Now, what's going on here, I've got a bunch of assets, so my x belongs to R to
the n. It has n different assets, so it's a
vector with n components, what does this constraint say?
If I take the vector of all ones and multiply it to x, I get 1.
This multiplication just gives me the sum of j going from 1 through n of xj.
So, if I add up all the components of my portfolio, I have 1 dollar to invest.
And what do I want to do? I want to choose a portfolio that
maximizes my return minus a risk aversion parameter lambda times the variance.
This is the return or the mean return on my portfolio, v transpose xv, gives me the
variance of my portfolio. And I want to do the portfolio x, which
sums to 1, and which maximize the, the risk adjusted return.
Again, the constraints makes this problem harder, so I'm going to take the
constraints, multiply it by a Lagrange multiplier, and put it into the objective.
Here's my objective, mu transpose x minus lambda times x transpose vx minus v times
1 transpose x minus 1. Again, a convex problem, it has no
constraints, I'm going to take the derivative and set it equal to 0.
If I take the gradient with respect to x, I get mu from here.
Just to make this thing a little bit clearer, let me get rid of this.
This mu is coming from the gradient of that quantity.
Minus 2 lambda vx is coming from the gradient of the second quantity.
V times 1 is coming from the gradient of this quantity.
I set it equal to 0. Now, I solve for x.
What is x?
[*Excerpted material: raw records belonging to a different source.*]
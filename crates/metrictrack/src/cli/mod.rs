//! Command-line interface for metrictrack.
//!
//! This module provides the CLI structure for the `mtrack` binary. Each
//! subcommand plays the part of one form or button of the tracker.

mod commands;

use std::path::PathBuf;

use clap::{Parser, Subcommand};

pub use commands::{
    AddCommand, ClearCommand, ConfigCommand, ExportCommand, ImportCommand, ListCommand,
    RemoveCommand, ReportCommand, SummaryCommand,
};

use crate::logging::Verbosity;

/// mtrack - Track monthly indicators and generate reports
///
/// Records named values per reporting month and section, keeps them in a
/// local database, and fills report templates from them.
#[derive(Debug, Parser)]
#[command(name = "mtrack")]
#[command(author, version, about, long_about = None)]
#[command(propagate_version = true)]
pub struct Cli {
    /// Path to custom configuration file
    #[arg(short, long, global = true, value_name = "FILE")]
    pub config: Option<PathBuf>,

    /// Increase verbosity (-v for info, -vv for debug, -vvv for trace)
    #[arg(short, long, action = clap::ArgAction::Count, global = true)]
    pub verbose: u8,

    /// Suppress all output except errors
    #[arg(short, long, global = true)]
    pub quiet: bool,

    /// Show a single list instead of section groups (positions follow)
    #[arg(long, global = true)]
    pub flat: bool,

    /// The command to execute
    #[command(subcommand)]
    pub command: Command,
}

/// Available commands.
#[derive(Debug, Subcommand)]
pub enum Command {
    /// Add a metric
    Add(AddCommand),

    /// Show metrics, newest period first
    List(ListCommand),

    /// Delete a metric by its displayed position
    Remove(RemoveCommand),

    /// Delete all metrics
    Clear(ClearCommand),

    /// Generate the report of one metric
    Report(ReportCommand),

    /// Generate one combined report for several metrics
    Summary(SummaryCommand),

    /// Export all metrics as JSON
    Export(ExportCommand),

    /// Replace all metrics with an exported JSON file
    Import(ImportCommand),

    /// View configuration
    #[command(subcommand)]
    Config(ConfigCommand),
}

impl Cli {
    /// Get the verbosity level based on flags.
    #[must_use]
    pub fn verbosity(&self) -> Verbosity {
        if self.quiet {
            Verbosity::Quiet
        } else {
            match self.verbose {
                0 => Verbosity::Normal,
                1 => Verbosity::Verbose,
                2 => Verbosity::Debug,
                _ => Verbosity::Trace,
            }
        }
    }
}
X is 1 over 2 lambda v inverse mu minus
v1. What do I do?
I take this minus 2 lambda vx term onto the other side so this minus becomes plus.
And I take the 1 over 2 lambda, divided, take the inverse of the v, multiply it
onto the other side, I get x. So now again, like in the simple example
that we saw before, I now have x in terms of v.
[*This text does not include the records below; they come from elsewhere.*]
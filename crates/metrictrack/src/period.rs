//! Reporting periods and their display forms.
//!
//! A [`Period`] is a normalized `YYYY-MM` code. It is both the sort key of the
//! view and the input of the formatting functions in this module, which map a
//! period to its Russian display label (`"Февраль 2026"`) and a date to the
//! official long form used inside generated documents
//! (`"от «05» марта 2026 г."`).

use std::fmt;
use std::str::FromStr;
use std::sync::OnceLock;

use chrono::{Datelike, Local, NaiveDate};
use regex::Regex;
use serde::{Deserialize, Serialize};

use crate::error::{Error, Result};

/// Month names in the nominative case, indexed by `month - 1`.
pub const MONTHS: [&str; 12] = [
    "Январь",
    "Февраль",
    "Март",
    "Апрель",
    "Май",
    "Июнь",
    "Июль",
    "Август",
    "Сентябрь",
    "Октябрь",
    "Ноябрь",
    "Декабрь",
];

/// Month names in the genitive case, lowercase, as used in dates.
pub const MONTHS_GENITIVE: [&str; 12] = [
    "января",
    "февраля",
    "марта",
    "апреля",
    "мая",
    "июня",
    "июля",
    "августа",
    "сентября",
    "октября",
    "ноября",
    "декабря",
];

/// ASCII digits only; `\d` would also accept other Unicode digits.
const PERIOD_PATTERN: &str = r"^[0-9]{4}-[0-9]{2}$";

/// The compiled period grammar.
///
/// # Panics
///
/// Panics if [`PERIOD_PATTERN`] is not a valid regex.
pub(crate) fn period_regex() -> &'static Regex {
    static REGEX: OnceLock<Regex> = OnceLock::new();
    REGEX.get_or_init(|| Regex::new(PERIOD_PATTERN).expect("Invalid period pattern"))
}

/// A reporting month in `YYYY-MM` form.
///
/// The month is always in 1..=12. Ordering is chronological, which matches
/// the lexicographic order of the zero-padded string form.
#[derive(Debug, Clone, Copy, PartialEq, Eq, PartialOrd, Ord, Hash, Serialize, Deserialize)]
#[serde(try_from = "String", into = "String")]
pub struct Period {
    year: u16,
    month: u8,
}

impl Period {
    /// Parse a `YYYY-MM` period code.
    ///
    /// # Errors
    ///
    /// Returns [`Error::InvalidPeriod`] if the text does not match the grammar
    /// or the month is outside 01-12.
    pub fn parse(text: &str) -> Result<Self> {
        if !period_regex().is_match(text) {
            return Err(Error::InvalidPeriod(text.to_string()));
        }
        let (year, month) = text
            .split_once('-')
            .ok_or_else(|| Error::InvalidPeriod(text.to_string()))?;
        let year: u16 = year
            .parse()
            .map_err(|_| Error::InvalidPeriod(text.to_string()))?;
        let month: u8 = month
            .parse()
            .map_err(|_| Error::InvalidPeriod(text.to_string()))?;
        Self::new(year, month).ok_or_else(|| Error::InvalidPeriod(text.to_string()))
    }

    /// Build a period from its parts, or `None` if out of range.
    #[must_use]
    pub fn new(year: u16, month: u8) -> Option<Self> {
        if year > 9999 || !(1..=12).contains(&month) {
            return None;
        }
        Some(Self { year, month })
    }

    /// The period containing the given date.
    #[must_use]
    pub fn from_date(date: NaiveDate) -> Self {
        // chrono months are 1..=12 and the year is clamped to four digits.
        let year = u16::try_from(date.year().clamp(0, 9999)).unwrap_or_default();
        let month = u8::try_from(date.month()).unwrap_or(1);
        Self { year, month }
    }

    /// The current month in local time.
    #[must_use]
    pub fn current() -> Self {
        Self::from_date(Local::now().date_naive())
    }

    /// The four-digit year.
    #[must_use]
    pub fn year(&self) -> u16 {
        self.year
    }

    /// The month number, 1..=12.
    #[must_use]
    pub fn month(&self) -> u8 {
        self.month
    }
}

impl fmt::Display for Period {
    fn fmt(&self, f: &mut fmt::Formatter<'_>) -> fmt::Result {
        write!(f, "{:04}-{:02}", self.year, self.month)
    }
}

impl FromStr for Period {
    type Err = Error;

    fn from_str(s: &str) -> Result<Self> {
        Self::parse(s)
    }
}

impl TryFrom<String> for Period {
    type Error = Error;

    fn try_from(value: String) -> Result<Self> {
        Self::parse(&value)
    }
}

impl From<Period> for String {
    fn from(period: Period) -> Self {
        period.to_string()
    }
}

/// The nominative month name for a month number, or `None` outside 1..=12.
#[must_use]
pub fn month_name(month: u32) -> Option<&'static str> {
    let index = usize::try_from(month.checked_sub(1)?).ok()?;
    MONTHS.get(index).copied()
}

/// Display label of a period, e.g. `"2026-02"` becomes `"Февраль 2026"`.
#[must_use]
pub fn display_label(period: &Period) -> String {
    let name = month_name(u32::from(period.month())).unwrap_or_default();
    format!("{name} {:04}", period.year())
}

/// Official long form of a date, e.g. `от «05» марта 2026 г.`.
#[must_use]
pub fn official_long_form(date: NaiveDate) -> String {
    let month = MONTHS_GENITIVE[date.month0() as usize];
    format!("от «{:02}» {month} {} г.", date.day(), date.year())
}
How do I get the v? Plug it into the constraints.
1 transpose x, must equal 1. I put the equation here, I get 1 transpose
v inverse mu minus v1 must equal 2 lambda, v is just a scalar.
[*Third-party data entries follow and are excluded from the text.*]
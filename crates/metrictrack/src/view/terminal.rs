//! Plain-text renderer for terminals.

use std::io::Write;

use super::{Renderer, SectionGroup, ViewItem, ViewModel};
use crate::error::Result;

/// Placeholder shown for an empty collection.
pub const EMPTY_PLACEHOLDER: &str = "Нет данных. Добавьте первый показатель!";

/// Renders view models as numbered cards to any writer.
#[derive(Debug)]
pub struct TerminalRenderer<W> {
    out: W,
}

impl<W: Write> TerminalRenderer<W> {
    /// Create a renderer writing to `out`.
    #[must_use]
    pub fn new(out: W) -> Self {
        Self { out }
    }

    /// Consume the renderer and return the writer.
    pub fn into_inner(self) -> W {
        self.out
    }

    fn write_item(&mut self, item: &ViewItem) -> Result<()> {
        writeln!(
            self.out,
            "{:>4}. {:<32} {:>12}   {}",
            item.position, item.name, item.value, item.period_label
        )?;
        Ok(())
    }

    fn write_group(&mut self, group: &SectionGroup) -> Result<()> {
        let marker = if group.collapsed { '▸' } else { '▾' };
        writeln!(self.out, "{marker} {} ({})", group.title, group.count)?;
        for item in group.visible_items() {
            self.write_item(item)?;
        }
        Ok(())
    }
}

impl<W: Write> Renderer for TerminalRenderer<W> {
    fn render(&mut self, view: &ViewModel) -> Result<()> {
        match view {
            ViewModel::Empty => writeln!(self.out, "{EMPTY_PLACEHOLDER}")?,
            ViewModel::Flat { items } => {
                for item in items {
                    self.write_item(item)?;
                }
            }
            ViewModel::Grouped { groups } => {
                for (i, group) in groups.iter().enumerate() {
                    if i > 0 {
                        writeln!(self.out)?;
                    }
                    self.write_group(group)?;
                }
            }
        }
        self.out.flush()?;
        Ok(())
    }
}

#[cfg(test)]
mod tests {
    use super::*;
    use crate::period::Period;
    use crate::record::MetricRecord;
    use crate::view::{CollapseState, ViewOptions};

    fn render(view: &ViewModel) -> String {
        let mut renderer = TerminalRenderer::new(Vec::new());
        renderer.render(view).unwrap();
        String::from_utf8(renderer.into_inner()).unwrap()
    }

    fn record(name: &str, value: &str, period: &str) -> MetricRecord {
        MetricRecord::new(name, value, Period::parse(period).unwrap()).unwrap()
    }

    #[test]
    fn test_render_empty() {
        assert_eq!(render(&ViewModel::Empty), format!("{EMPTY_PLACEHOLDER}\n"));
    }

    #[test]
    fn test_render_flat_numbers_items() {
        let records = vec![record("KPI", "5%", "2026-01"), record("Выручка", "100", "2026-02")];
        let options = ViewOptions {
            grouped: false,
            ..ViewOptions::default()
        };
        let output = render(&ViewModel::derive(&records, &options, &CollapseState::new()));
        let lines: Vec<&str> = output.lines().collect();
        assert_eq!(lines.len(), 2);
        assert!(lines[0].trim_start().starts_with("1. Выручка"));
        assert!(lines[0].ends_with("Февраль 2026"));
        assert!(lines[1].contains("KPI"));
    }

    #[test]
    fn test_render_collapsed_group_shows_header_only() {
        let records = vec![
            record("a", "1", "2026-01").with_section("HR"),
            record("b", "2", "2026-01").with_section("HR"),
        ];
        let mut collapse = CollapseState::new();
        collapse.collapse("HR");
        let output = render(&ViewModel::derive(
            &records,
            &ViewOptions::default(),
            &collapse,
        ));
        assert_eq!(output, "▸ HR (2)\n");
    }

    #[test]
    fn test_render_expanded_groups() {
        let records = vec![
            record("a", "1", "2026-01").with_section("HR"),
            record("b", "2", "2026-01"),
        ];
        let output = render(&ViewModel::derive(
            &records,
            &ViewOptions::default(),
            &CollapseState::new(),
        ));
        assert!(output.starts_with("▾ HR (1)\n"));
        assert!(output.contains("▾ Прочее (1)"));
    }
}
I rearrange terms, I get v is equal to 1 transpose v inverse mu minus 2 lambda
divided by 1 transpose v inverse 1. I know the value of v now, I can plug it,
plug that value v here, and get expressions for x.
And again, this complicated portfolio selection problem has been solved by just
taking Lagrange multipliers. We will use this in the course to show
how, by using this technique, we can generate efficient frontiers, we can
characterize what the shape of these frontiers are, we can say that any point
of this efficient frontier can be generated by a small set of mutual funds
and that, ultimately, will lead to the capital asset pricing model, which is a
very important methodology for pricing assets in the market.